This project provides a Flask-based web service to visualize differences in protein activity levels interactively, which includes:

  • an interactive volcano plot with clickable points to view boxplots
  • boxplots (Young vs. Old) with additional points representing the protein concentration value in each sample
  • scientific paper titles and URLs where the selected gene name was reported


Project Structure

.
├── assets
│   └── style.css               # CSS file for styling
├── data
│   └── NIHMS1635539-supplement-1635539_Sup_tab_4.xlsx  
│       # Main Excel file containing:# - "S4B limma results" sheet (for volcano plot data)# - "S4A values" sheet (for boxplot data)
├── main.py                     # Main Flask + Dash application entry point
├── requirements.txt            # Python dependencies for the project
└── README.md

Setup and Installation

  1. Clone the repository:
git clone git@github.com:YaroslavMayorov/gene_knowledge.git
cd gene_knowledge
  1. Create a virtual environment:
python3.10 -m venv venv

Linux / MacOs

source venv/bin/activate

Windows (Command Prompt (cmd.exe))

venv\Scripts\activate

Windows (PowerShell)

venv\Scripts\Activate.ps1
  1. Install dependencies:
pip install -r requirements.txt

Usage

  1. Launch the web service:
python main.py
  1. Open a browser:

    Go to the address that is displayed in the console, usually this http://127.0.0.1:8050 .

  2. Interact with the volcano plot:

    Hover over the pointы to see information about the gene's symbol, p-value and fold change. Use sliders to move the threshold lines to highlight significant points.

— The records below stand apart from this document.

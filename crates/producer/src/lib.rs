//! Task producer — seeds contact records and routes one notification task
//! per contact into the queue matching its preferred channel.
//!
//! Per-contact failures (a contact that fails to persist, a task that fails
//! to publish) are logged and skipped; the batch continues. Only an
//! unreachable broker at startup or a failed queue declaration is fatal.

use std::sync::Arc;

use rand::Rng;
use rand::seq::SliceRandom;

use courier_common::config::AppConfig;
use courier_common::types::{Channel, NewContact, TaskMessage};
use courier_queue::TaskQueue;
use courier_store::ContactStore;

/// Sample names used when seeding contacts.
const FIRST_NAMES: &[&str] = &[
    "Ada", "Alan", "Barbara", "Dennis", "Donald", "Edsger", "Grace", "John", "Katherine",
    "Margaret", "Niklaus", "Radia",
];
const LAST_NAMES: &[&str] = &[
    "Hopper", "Turing", "Liskov", "Ritchie", "Knuth", "Dijkstra", "Kemeny", "Backus", "Johnson",
    "Hamilton", "Wirth", "Perlman",
];

/// Counts for one `dispatch` run.
#[derive(Debug, Clone, Copy, Default, PartialEq, Eq)]
pub struct DispatchSummary {
    /// Contacts persisted to the store.
    pub created: usize,
    /// Tasks published to a queue.
    pub published: usize,
    /// Contacts skipped because persistence or publication failed.
    pub skipped: usize,
}

/// Creates contacts and publishes their notification tasks.
pub struct Producer {
    store: Arc<dyn ContactStore>,
    broker: Arc<dyn TaskQueue>,
    config: AppConfig,
}

impl Producer {
    pub fn new(store: Arc<dyn ContactStore>, broker: Arc<dyn TaskQueue>, config: AppConfig) -> Self {
        Self {
            store,
            broker,
            config,
        }
    }

    /// Create `count` sample contacts with randomly assigned preferred
    /// channels and dispatch one task each.
    pub async fn dispatch(&self, count: usize) -> anyhow::Result<DispatchSummary> {
        self.dispatch_contacts(sample_batch(count)).await
    }

    /// Persist the given contacts and publish one task per persisted contact
    /// to the queue its channel routes to.
    pub async fn dispatch_contacts(
        &self,
        contacts: Vec<NewContact>,
    ) -> anyhow::Result<DispatchSummary> {
        // Both queues are declared up front so routing never hits an
        // undeclared queue, no matter how channels are distributed.
        for channel in Channel::ALL {
            self.broker.declare(self.config.queue_name(channel)).await?;
        }

        let mut summary = DispatchSummary::default();

        for new in contacts {
            let channel = new.channel;
            let full_name = new.full_name.clone();

            let contact = match self.store.create(new).await {
                Ok(contact) => contact,
                Err(e) => {
                    tracing::warn!(
                        full_name,
                        error = %e,
                        "Skipping contact that failed to persist"
                    );
                    summary.skipped += 1;
                    continue;
                }
            };
            summary.created += 1;

            let queue = self.config.queue_name(channel);
            let body = TaskMessage::for_contact(contact.id).to_bytes();

            match self.broker.publish(queue, &body).await {
                Ok(()) => {
                    tracing::info!(
                        contact_id = %contact.id,
                        channel = %channel,
                        queue,
                        "Dispatched notification task"
                    );
                    summary.published += 1;
                }
                Err(e) => {
                    tracing::warn!(
                        contact_id = %contact.id,
                        queue,
                        error = %e,
                        "Skipping contact whose task failed to publish"
                    );
                    summary.skipped += 1;
                }
            }
        }

        tracing::info!(
            created = summary.created,
            published = summary.published,
            skipped = summary.skipped,
            "Dispatch run finished"
        );

        Ok(summary)
    }
}

/// Generate `count` sample contacts with random names and channels.
pub fn sample_batch(count: usize) -> Vec<NewContact> {
    let mut rng = rand::thread_rng();

    (0..count)
        .map(|_| {
            let first = FIRST_NAMES.choose(&mut rng).copied().unwrap_or("Ada");
            let last = LAST_NAMES.choose(&mut rng).copied().unwrap_or("Hopper");
            let channel = Channel::ALL
                .choose(&mut rng)
                .copied()
                .unwrap_or(Channel::Email);

            NewContact {
                full_name: format!("{first} {last}"),
                email: format!(
                    "{}.{}.{:06x}@example.com",
                    first.to_lowercase(),
                    last.to_lowercase(),
                    rng.gen_range(0..0xff_ffffu32)
                ),
                phone_number: Some(format!("+1 555 {:04}", rng.gen_range(0..10_000))),
                channel,
            }
        })
        .collect()
}
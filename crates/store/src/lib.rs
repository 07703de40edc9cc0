//! Contact store contract and implementations.
//!
//! The store owns the one piece of mutable state in the pipeline: the
//! contact's `sent` flag. `mark_sent` is an atomic compare-and-set
//! (`sent = true` only if currently `false`) so that concurrent consumers
//! handed copies of the same redelivered task cannot both claim the
//! transition.

use async_trait::async_trait;

use courier_common::error::AppError;
use courier_common::types::{Contact, NewContact};

pub mod memory;
pub mod pg;

pub use memory::MemoryContactStore;
pub use pg::PgContactStore;

/// Persistent contact record store keyed by identifier.
#[async_trait]
pub trait ContactStore: Send + Sync {
    /// Persist a new contact with `sent = false` and return the stored record
    /// (including its assigned id).
    async fn create(&self, new: NewContact) -> Result<Contact, AppError>;

    /// Look up a contact by its string identifier. A syntactically invalid
    /// identifier resolves to `None`, the same as an unknown one — the task
    /// reference is stale either way.
    async fn find_by_id(&self, id: &str) -> Result<Option<Contact>, AppError>;

    /// Atomically flip `sent` from false to true. Returns `true` only if this
    /// call performed the transition; `false` means another caller already
    /// claimed it (or the contact does not exist).
    async fn mark_sent(&self, id: &str) -> Result<bool, AppError>;
}
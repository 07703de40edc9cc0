//! PostgreSQL contact store.

use async_trait::async_trait;
use chrono::Utc;
use sqlx::PgPool;
use uuid::Uuid;

use courier_common::error::AppError;
use courier_common::types::{Contact, NewContact};

use crate::ContactStore;

/// Contact store backed by the `contacts` table.
pub struct PgContactStore {
    pool: PgPool,
}

impl PgContactStore {
    pub fn new(pool: PgPool) -> Self {
        Self { pool }
    }
}

#[async_trait]
impl ContactStore for PgContactStore {
    async fn create(&self, new: NewContact) -> Result<Contact, AppError> {
        let contact: Contact = sqlx::query_as(
            r#"
            INSERT INTO contacts (id, full_name, email, phone_number, channel, sent, created_at)
            VALUES ($1, $2, $3, $4, $5, false, $6)
            RETURNING *
            "#,
        )
        .bind(Uuid::new_v4())
        .bind(&new.full_name)
        .bind(&new.email)
        .bind(&new.phone_number)
        .bind(new.channel)
        .bind(Utc::now())
        .fetch_one(&self.pool)
        .await?;

        tracing::debug!(
            contact_id = %contact.id,
            channel = %contact.channel,
            "Contact created"
        );

        Ok(contact)
    }

    async fn find_by_id(&self, id: &str) -> Result<Option<Contact>, AppError> {
        let Ok(id) = Uuid::parse_str(id) else {
            return Ok(None);
        };

        let contact: Option<Contact> = sqlx::query_as("SELECT * FROM contacts WHERE id = $1")
            .bind(id)
            .fetch_optional(&self.pool)
            .await?;

        Ok(contact)
    }

    async fn mark_sent(&self, id: &str) -> Result<bool, AppError> {
        let Ok(id) = Uuid::parse_str(id) else {
            return Ok(false);
        };

        // Compare-and-set: the WHERE clause only matches while sent is still
        // false, so exactly one concurrent caller observes rows_affected = 1.
        let result = sqlx::query("UPDATE contacts SET sent = true WHERE id = $1 AND sent = false")
            .bind(id)
            .execute(&self.pool)
            .await?;

        Ok(result.rows_affected() == 1)
    }
}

  3. Click on the point to see the boxplot:

    The canvas will appear, which shows comparison between protein concentraction in young and old samples for selected gene.

  4. Viewing medical publication with MyGene.info:

    When you select a gene, you will see the links and the pubmed id of scientific articles on this gene. By default only 5 links are showed. Click on the button to show all. Click again to hide.


FAQ

Why did I choose this internship?

I studied in a biology-focused class, so I have a strong background in biology. I am especially interested in aging and ways to combat age-related diseases. I have long wanted to work in bioinformatics, and this internship is a great opportunity for me.

For about two years, I have been working with Flask, developing various web applications, from simple projects to multi-page websites. You can see one of my projects here: arthouserooms.pythonanywhere.com.

I also completed a data analysis course from Tinkoff and a machine learning specialization from Yandex, which gave me valuable experience working with pandas and matplotlib. In addition, I prepared for the DANO Olympiad in data analysis, so I have a solid understanding of statistics, data processing, and interpretation.

I really want to join your team, because this topic is really close to me. I am ready to learn new things and help develop a useful tool for biological data research. I would be grateful for the opportunity to be part of this project!

What if port is unavailable?

By default server is on port 8050. Change the port in main.py (line 380):

app.run_server(port=free_port)
What python version should I use?

Python 3.10 is recommended. Earlier versions may work but could introduce compatibility issues.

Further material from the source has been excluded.